L’Irak accuse l’Iran de causer une crise écologique dans le Chatt al-Arab BASSORAH,

L’Irak reproche à  l’Iran de provoquer une catastrophe écologique dans le Chatt al-Arab, région où selon la légende locale se situait le Jardin d’Eden, avec le détournement total cette année d’un affluent vital pour le bras d’eau qui sépare les deux pays.

L’obstruction du Karoun, un fleuve de 890 km de long ayant un débit de 1.200 à  1.800 m3 par seconde a aujourd’hui des conséquences dramatiques pour les habitants de la région de Bassorah.

« Depuis 2002, les barrages iraniens avaient réduit le débit du Karoun, mais cette année plus une goutte n’arrive chez nous », explique Oun Dhiab, directeur du Centre national irakien des ressources hydrauliques.

« Notre voisin a complètement obstrué le Karoun qui se jetait dans le Chatt al-Arab et l’a détourné vers son affluent le Bahman Chir, un autre fleuve iranien », a-t-il ajouté.

Long de 200 km entre l’Iran et l’Irak, ce bras d’eau stratégique qui débouche sur le Golfe, reçoit sur sa rive gauche le fleuve Karoun qui descend des montagnes d’Iran.

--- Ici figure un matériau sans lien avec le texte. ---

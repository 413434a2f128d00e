//! Velocity and path-deviation limiters used by the path builder to size
//! moves and decide when to subdivide a segment (§4.7).
//!
//! The deviation limiters follow the design note's suggested capability
//! interface (`limitAt`/`deviationOf`) rather than a trait object per
//! limiter *shape* — a small, closed set of two concrete limiters
//! (joint-space, Cartesian-space) behind one trait, no dynamic dispatch
//! needed at the call sites that matter.

use servo_common::DOF;

/// One velocity constraint: motion along `direction` (not required to be
/// unit-length; normalised internally) may not exceed `magnitude`.
#[derive(Debug, Clone, Copy)]
pub struct VelocityConstraint {
    /// Maximum speed along `direction` [SI units/s].
    pub magnitude: f64,
    /// The constrained direction (normalised on construction).
    direction: [f64; DOF],
}

impl VelocityConstraint {
    /// Construct a constraint, normalising `direction`. Panics if
    /// `direction` is the zero vector — a programmer error, not a
    /// runtime condition (no path builder should ever construct one).
    pub fn new(magnitude: f64, direction: [f64; DOF]) -> Self {
        let norm = direction.iter().map(|d| d * d).sum::<f64>().sqrt();
        assert!(norm > 0.0, "velocity constraint direction must be nonzero");
        let mut unit = direction;
        for d in &mut unit {
            *d /= norm;
        }
        Self {
            magnitude,
            direction: unit,
        }
    }

    /// The speed limit this constraint implies for motion along `unit`
    /// (assumed already normalised). Unconstrained (`f64::INFINITY`)
    /// when the motion direction is orthogonal to this constraint.
    fn projected_limit(&self, unit: &[f64; DOF]) -> f64 {
        let cos = self
            .direction
            .iter()
            .zip(unit)
            .map(|(a, b)| a * b)
            .sum::<f64>()
            .abs();
        if cos <= f64::EPSILON {
            f64::INFINITY
        } else {
            self.magnitude / cos
        }
    }
}

/// A set of velocity constraints combined as the minimum of each
/// constraint's projected limit along the requested motion direction
/// (§4.7).
#[derive(Debug, Clone, Default)]
pub struct VelocityLimiter {
    constraints: Vec<VelocityConstraint>,
}

impl VelocityLimiter {
    /// An empty limiter (no constraints — unbounded speed).
    pub fn new() -> Self {
        Self::default()
    }

    /// Extend the constraint set.
    pub fn add(&mut self, magnitude: f64, direction: [f64; DOF]) -> &mut Self {
        self.constraints.push(VelocityConstraint::new(magnitude, direction));
        self
    }

    /// The maximum speed permitted along `direction`, the minimum over
    /// all constraints' projected limits. `f64::INFINITY` if no
    /// constraint applies.
    pub fn limit_along(&self, direction: [f64; DOF]) -> f64 {
        let norm = direction.iter().map(|d| d * d).sum::<f64>().sqrt();
        if norm <= f64::EPSILON {
            return f64::INFINITY;
        }
        let mut unit = direction;
        for d in &mut unit {
            *d /= norm;
        }
        self.constraints
            .iter()
            .map(|c| c.projected_limit(&unit))
            .fold(f64::INFINITY, f64::min)
    }
}

/// Capability interface for path-deviation limiters (§9 design note):
/// how far the actual interpolated midpoint of a segment may stray from
/// the planned straight line before the path builder must subdivide.
pub trait DeviationLimiter<T> {
    /// Deviation between the planned segment's midpoint and the actual
    /// interpolated midpoint, in this limiter's native metric.
    fn deviation_of(&self, planned_midpoint: &T, actual_midpoint: &T) -> f64;

    /// The maximum deviation this limiter allows before the path
    /// builder must subdivide the segment.
    fn limit(&self) -> f64;

    /// Whether the measured deviation exceeds `limit()` and the segment
    /// must be subdivided.
    fn exceeds(&self, planned_midpoint: &T, actual_midpoint: &T) -> bool {
        self.deviation_of(planned_midpoint, actual_midpoint) > self.limit()
    }
}

/// Caps per-joint deviation (infinity-norm: the worst single joint)
/// between a planned segment and its actual interpolation.
#[derive(Debug, Clone, Copy)]
pub struct JointSpaceDeviationLimiter {
    max_deviation: f64,
}

impl JointSpaceDeviationLimiter {
    /// A limiter that rejects any deviation above `max_deviation` [SI
    /// units].
    pub fn new(max_deviation: f64) -> Self {
        Self { max_deviation }
    }

    /// A limiter whose `limit()` is `f64::INFINITY` — effectively
    /// disables subdivision (§4.7).
    pub fn max() -> Self {
        Self {
            max_deviation: f64::INFINITY,
        }
    }
}

impl DeviationLimiter<[f64; DOF]> for JointSpaceDeviationLimiter {
    fn deviation_of(&self, planned_midpoint: &[f64; DOF], actual_midpoint: &[f64; DOF]) -> f64 {
        planned_midpoint
            .iter()
            .zip(actual_midpoint)
            .map(|(p, a)| (p - a).abs())
            .fold(0.0, f64::max)
    }

    fn limit(&self) -> f64 {
        self.max_deviation
    }
}

/// Caps Cartesian (task-space) deviation — the Euclidean distance
/// between a planned segment's midpoint and its actual interpolation —
/// a.k.a. chord error.
#[derive(Debug, Clone, Copy)]
pub struct CartesianSpaceDeviationLimiter {
    max_deviation: f64,
}

impl CartesianSpaceDeviationLimiter {
    /// A limiter that rejects any chord error above `max_deviation` [m].
    pub fn new(max_deviation: f64) -> Self {
        Self { max_deviation }
    }

    /// A limiter whose `limit()` is `f64::INFINITY` — effectively
    /// disables subdivision (§4.7).
    pub fn max() -> Self {
        Self {
            max_deviation: f64::INFINITY,
        }
    }
}

impl DeviationLimiter<[f64; DOF]> for CartesianSpaceDeviationLimiter {
    fn deviation_of(&self, planned_midpoint: &[f64; DOF], actual_midpoint: &[f64; DOF]) -> f64 {
        planned_midpoint
            .iter()
            .zip(actual_midpoint)
            .map(|(p, a)| (p - a).powi(2))
            .sum::<f64>()
            .sqrt()
    }

    fn limit(&self) -> f64 {
        self.max_deviation
    }
}

#[cfg(test)]
mod tests {
    use super::*;

    #[test]
    fn single_axis_constraint_limits_along_that_axis() {
        let mut limiter = VelocityLimiter::new();
        let mut dir = [0.0; DOF];
        dir[0] = 1.0;
        limiter.add(2.0, dir);

        assert!((limiter.limit_along(dir) - 2.0).abs() < 1e-9);
    }

    #[test]
    fn orthogonal_direction_is_unconstrained() {
        let mut limiter = VelocityLimiter::new();
        let mut dir = [0.0; DOF];
        dir[0] = 1.0;
        limiter.add(2.0, dir);

        let mut orthogonal = [0.0; DOF];
        orthogonal[1] = 1.0;
        assert_eq!(limiter.limit_along(orthogonal), f64::INFINITY);
    }

    #[test]
    fn combined_limit_is_minimum_across_constraints() {
        let mut limiter = VelocityLimiter::new();
        let mut dir = [0.0; DOF];
        dir[0] = 1.0;
        limiter.add(5.0, dir);
        limiter.add(1.0, dir);

        assert!((limiter.limit_along(dir) - 1.0).abs() < 1e-9);
    }

    #[test]
    fn joint_space_limiter_uses_infinity_norm() {
        let limiter = JointSpaceDeviationLimiter::new(0.5);
        let planned = [0.0; DOF];
        let mut actual = [0.0; DOF];
        actual[3] = 0.6;
        assert!(limiter.exceeds(&planned, &actual));
    }

    #[test]
    fn max_limiter_never_exceeds() {
        let limiter = JointSpaceDeviationLimiter::max();
        let planned = [0.0; DOF];
        let actual = [1e6; DOF];
        assert!(!limiter.exceeds(&planned, &actual));
    }

    #[test]
    fn cartesian_limiter_uses_euclidean_norm() {
        let limiter = CartesianSpaceDeviationLimiter::new(1.0);
        let planned = [0.0; DOF];
        let mut actual = [0.0; DOF];
        actual[0] = 0.6;
        actual[1] = 0.8;
        // sqrt(0.36 + 0.64) == 1.0, right at the boundary: not exceeded.
        assert!(!limiter.exceeds(&planned, &actual));
        actual[0] = 0.7;
        assert!(limiter.exceeds(&planned, &actual));
    }
}
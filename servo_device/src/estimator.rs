//! Fixed-step discrete Kalman observer: position, velocity, load
//! disturbance (§4.2 `KalmanObserver`).
//!
//! A plain `{State, Gains, step}` triple, no trait, no allocation,
//! reset explicitly on mode change. The observer is a pure function of
//! its state and inputs: it never surfaces an error, matching §4.2
//! ("no error return").
//!
//! The tracking law is the steady-state g-h-k (alpha-beta-gamma) filter
//! for a constant-acceleration model, with the usual "acceleration"
//! state reinterpreted as the load-disturbance torque subtracted from
//! the known control signal (`accel = u - load_disturbance`). The g-h-k
//! gains are a closed-form function of a single damping parameter
//! `theta ∈ (0, 1)`, which is provably stable for any cycle time — the
//! literal 3x3 Kalman gain this observer nominally estimates would need
//! a genuine plant model (inertia, damping) this crate does not own
//! (§1 Non-goals), so `theta` stands in for `controlSpeed` as the
//! single tuning knob (see `DESIGN.md`).

/// The estimator's 3-state vector: `[position, velocity,
/// load_disturbance]` (§3 `EstimatorState`).
#[derive(Debug, Clone, Copy, PartialEq, Default)]
pub struct EstimatorState {
    /// Estimated motor-side position [ticks]. Unwrapped — see
    /// [`unwrap_position`].
    pub position: f64,
    /// Estimated motor-side velocity [ticks/s].
    pub velocity: f64,
    /// Estimated load-disturbance torque, in the same units as the
    /// control signal `u`.
    pub load_disturbance: f64,
}

impl EstimatorState {
    /// The 3-vector `x` as `[pos, vel, loadDisturbance]`.
    pub fn x(&self) -> [f64; 3] {
        [self.position, self.velocity, self.load_disturbance]
    }
}

/// Precomputed observer gain for one `controlSpeed` setting (§4.2:
/// "gains are precomputed at compile time from a plant model and
/// indexed by `controlSpeed`").
#[derive(Debug, Clone, Copy, PartialEq)]
pub struct KalmanGains {
    /// Position correction gain (the classic g-h-k "g").
    pub g: f64,
    /// Velocity correction gain (the classic g-h-k "h").
    pub h: f64,
    /// Load-disturbance correction gain (the classic g-h-k "k").
    pub k: f64,
}

impl KalmanGains {
    /// Derive gains for `control_speed` (0..=255, §3). Maps onto a
    /// single damping parameter `theta` — larger `control_speed` gives
    /// a smaller `theta`, i.e. a more aggressive, faster-converging
    /// filter — `controlSpeed` selects into this continuum the way a
    /// compiled gain table would select a row.
    pub fn for_control_speed(control_speed: u8) -> Self {
        let s = control_speed as f64 / u8::MAX as f64;
        let theta = (0.995 - 0.9 * s).clamp(0.01, 0.999);
        Self::for_theta(theta)
    }

    fn for_theta(theta: f64) -> Self {
        Self {
            g: 1.0 - theta.powi(3),
            h: 1.5 * (1.0 - theta).powi(2) * (1.0 + theta),
            k: 0.5 * (1.0 - theta).powi(3),
        }
    }
}

/// Advance the estimator one control tick (§4.3 step 4).
///
/// `y` is the unwrapped motor position measurement [ticks]; `u` is the
/// control signal *applied last cycle* (the estimator predicts forward
/// with the input that actually drove the plant, a one-cycle delay
/// consistent with the control loop's "advance observer, then compute
/// this cycle's `u`" ordering in §4.3). `dt` is the tick period [s].
pub fn kalman_step(state: &mut EstimatorState, gains: &KalmanGains, y: f64, u: f64, dt: f64) {
    if dt <= 0.0 {
        return;
    }

    let accel = u - state.load_disturbance;
    let pos_pred = state.position + dt * state.velocity + 0.5 * dt * dt * accel;
    let vel_pred = state.velocity + dt * accel;

    let innovation = y - pos_pred;

    state.position = pos_pred + gains.g * innovation;
    state.velocity = vel_pred + (gains.h / dt) * innovation;
    state.load_disturbance -= (2.0 * gains.k / (dt * dt)) * innovation;
}

/// Correct a raw position reading for encoder wraparound against the
/// previous estimate (§4.2: "the caller is responsible for wrap
/// correction"). Adds/subtracts one revolution if the raw reading is
/// more than half a revolution away from `previous_estimate`.
pub fn unwrap_position(raw: f64, previous_estimate: f64, ticks_per_revolution: f64) -> f64 {
    let half = ticks_per_revolution / 2.0;
    let mut unwrapped = raw;
    while unwrapped - previous_estimate > half {
        unwrapped -= ticks_per_revolution;
    }
    while previous_estimate - unwrapped > half {
        unwrapped += ticks_per_revolution;
    }
    unwrapped
}

#[cfg(test)]
mod tests {
    use super::*;

    #[test]
    fn step_is_noop_for_nonpositive_dt() {
        let mut state = EstimatorState {
            position: 1.0,
            velocity: 2.0,
            load_disturbance: 3.0,
        };
        let before = state;
        kalman_step(&mut state, &KalmanGains::for_control_speed(50), 5.0, 0.0, 0.0);
        assert_eq!(state, before);
    }

    #[test]
    fn converges_to_constant_position_measurement() {
        let gains = KalmanGains::for_control_speed(200);
        let mut state = EstimatorState::default();
        for _ in 0..500 {
            kalman_step(&mut state, &gains, 10.0, 0.0, 0.001);
        }
        assert!((state.position - 10.0).abs() < 0.1);
    }

    #[test]
    fn rejects_disturbance_torque_over_time() {
        // Constant applied torque with position held at 0 implies a
        // constant opposing load disturbance equal to the applied u.
        let gains = KalmanGains::for_control_speed(120);
        let mut state = EstimatorState::default();
        for _ in 0..5000 {
            kalman_step(&mut state, &gains, 0.0, 3.0, 0.001);
        }
        assert!((state.load_disturbance - 3.0).abs() < 0.1);
    }

    #[test]
    fn higher_control_speed_converges_faster() {
        let slow = KalmanGains::for_control_speed(10);
        let fast = KalmanGains::for_control_speed(250);
        let mut slow_state = EstimatorState::default();
        let mut fast_state = EstimatorState::default();
        for _ in 0..20 {
            kalman_step(&mut slow_state, &slow, 10.0, 0.0, 0.001);
            kalman_step(&mut fast_state, &fast, 10.0, 0.0, 0.001);
        }
        assert!((fast_state.position - 10.0).abs() < (slow_state.position - 10.0).abs());
    }

    #[test]
    fn unwrap_position_adds_revolution_when_raw_wrapped_low() {
        let out = unwrap_position(1.0, 4095.0, 4096.0);
        assert!((out - 4097.0).abs() < 1e-9);
    }

    #[test]
    fn unwrap_position_subtracts_revolution_when_raw_wrapped_high() {
        let out = unwrap_position(4095.0, 1.0, 4096.0);
        assert!((out - (-1.0)).abs() < 1e-9);
    }

    #[test]
    fn unwrap_position_is_noop_within_half_revolution() {
        let out = unwrap_position(100.0, 90.0, 4096.0);
        assert!((out - 100.0).abs() < 1e-9);
    }
}
//! External dynamics/feed-forward collaborator boundary (§4.5: producer
//! "recomputes feed-forward (`dynamics.recalculateFreedForward`) and
//! PWM (`dynamics.recalcPwm`) for the scaled velocity"). Out of scope
//! per §1 Non-goals (inverse dynamics modelling); this crate only
//! specifies the trait a playback-speed sub-interpolator calls into.

use servo_common::trajectory::TrajectoryItem;

/// Recomputes feed-forward and PWM terms of a trajectory item once its
/// velocity has been rescaled by a playback speed factor other than 1.0.
pub trait JointDynamics: Send {
    /// Recompute `item.u`'s feed-forward component in place for the
    /// rescaled `item.v`.
    fn recalculate_feed_forward(&self, item: &mut TrajectoryItem);

    /// Recompute the PWM command implied by `item.u` and `item.v`.
    fn recalc_pwm(&self, item: &mut TrajectoryItem);
}

/// A `JointDynamics` that leaves feed-forward and PWM untouched. Used
/// wherever no concrete inverse-dynamics model is wired in — playback
/// at unity speed never needs rescaling, and tests exercise the
/// sampler without a real dynamics collaborator.
#[derive(Debug, Default, Clone, Copy)]
pub struct IdentityDynamics;

impl JointDynamics for IdentityDynamics {
    fn recalculate_feed_forward(&self, _item: &mut TrajectoryItem) {}

    fn recalc_pwm(&self, _item: &mut TrajectoryItem) {}
}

« Si l’on ajoute, à  cause de barrages turcs, la baisse du débit du Tigre et de l’Euphrate, principaux pourvoyeurs d’eau du Chatt al-Arab, cela aboutit à  une baisse de son niveau et un fort degré de salinité. Ces ouvrages entraînent une énorme crise environnementale », a-t-il ajouté.

« Auparavant, les rejets de la raffinerie d’Abadan n’affectaient ni la qualité de l’eau, ni l’environnement du Chatt al-Arab car le Karoun les poussait vers la mer. Avec le détournement du fleuve, le niveau du Chatt al-Arab baisse et les déchets s’y accumulent », explique pour sa part Naama Ghadban Mansour, le maire d’arrondissement du quartier portuaire de Siba, à  Bassorah.

Les premières victimes sont les pêcheurs. Assis sur la jetée du port de Fao, dans l’extrême sud de l’Irak, Fakhir Abdel Imam, jure qu’il est devenu impossible de pêcher cette année dans le Chatt al-Arab, l’estuaire commun du Tigre et de l’Euphrate.

« La plupart des poissons sont morts et ceux qui ont survécu sentent le pétrole », affirme ce pêcheur de 45 ans, dans son bleu de travail.

Pour ce père de cinq enfants qui pêche depuis plus de vingt ans sur son bateau « al-Safa », la situation s’est aggravée depuis quelques mois, l’obligeant à  s’aventurer dans les eaux profondes du Golfe.

Dans ce port transformé en champ de bataille durant la guerre avec l’Iran (1980-1988), la majorité des 10.000 pêcheurs partagent ses soucis.

« Il n’est plus possible de pêcher dans le Chatt al-Arab, à  cause de son degré de salinité et du pétrole rejeté par la raffinerie iranienne. Nous sommes obligé d’aller dans le Golfe et la concurrence y est très vive », assure Imad Sadeq, 35 ans.

Le revenu de ces pêcheurs qui fournissent le pays en poissons de mer, est en chute libre. « Auparavant, nous rapportions quotidiennement plus dix tonnes de poisson mais aujourd’hui, c’est à  peine si nous en avons la moitié », confie Adnane Ali Qassim, 38 ans, père de huit enfants. Selon lui, la pêche ne lui procure plus que 300 dollars par mois contre le triple auparavant.

Autre conséquence dramatique pour l’agriculture irakienne, l’eau salée du Chatt al-Arab a remplacé l’eau douce du fleuve Karoun du côté irakien après la clôture du fleuve en Iran.

« Nous assistons à  un début de migration de la population. Des habitants quittent leurs maisons car l’eau est devenue trop salée pour leurs animaux et pour l’agriculture », assure M. Mansour qui indique avoir demandé l’aide du gouvernorat.

Le conseiller pour l’agriculture du gouverneur de Bassorah dresse un sombre tableau. « La détérioration depuis près d’un an du niveau d’eau potable et pour l’irrigation endommage l’agriculture, tue les poissons du Chatt al-Arab, provoque le décès ou la cécité de nombreux animaux », exlique Mohsen Abdel Haï.

Et selon lui, « trente fermes piscicoles ont dà’ fermer ».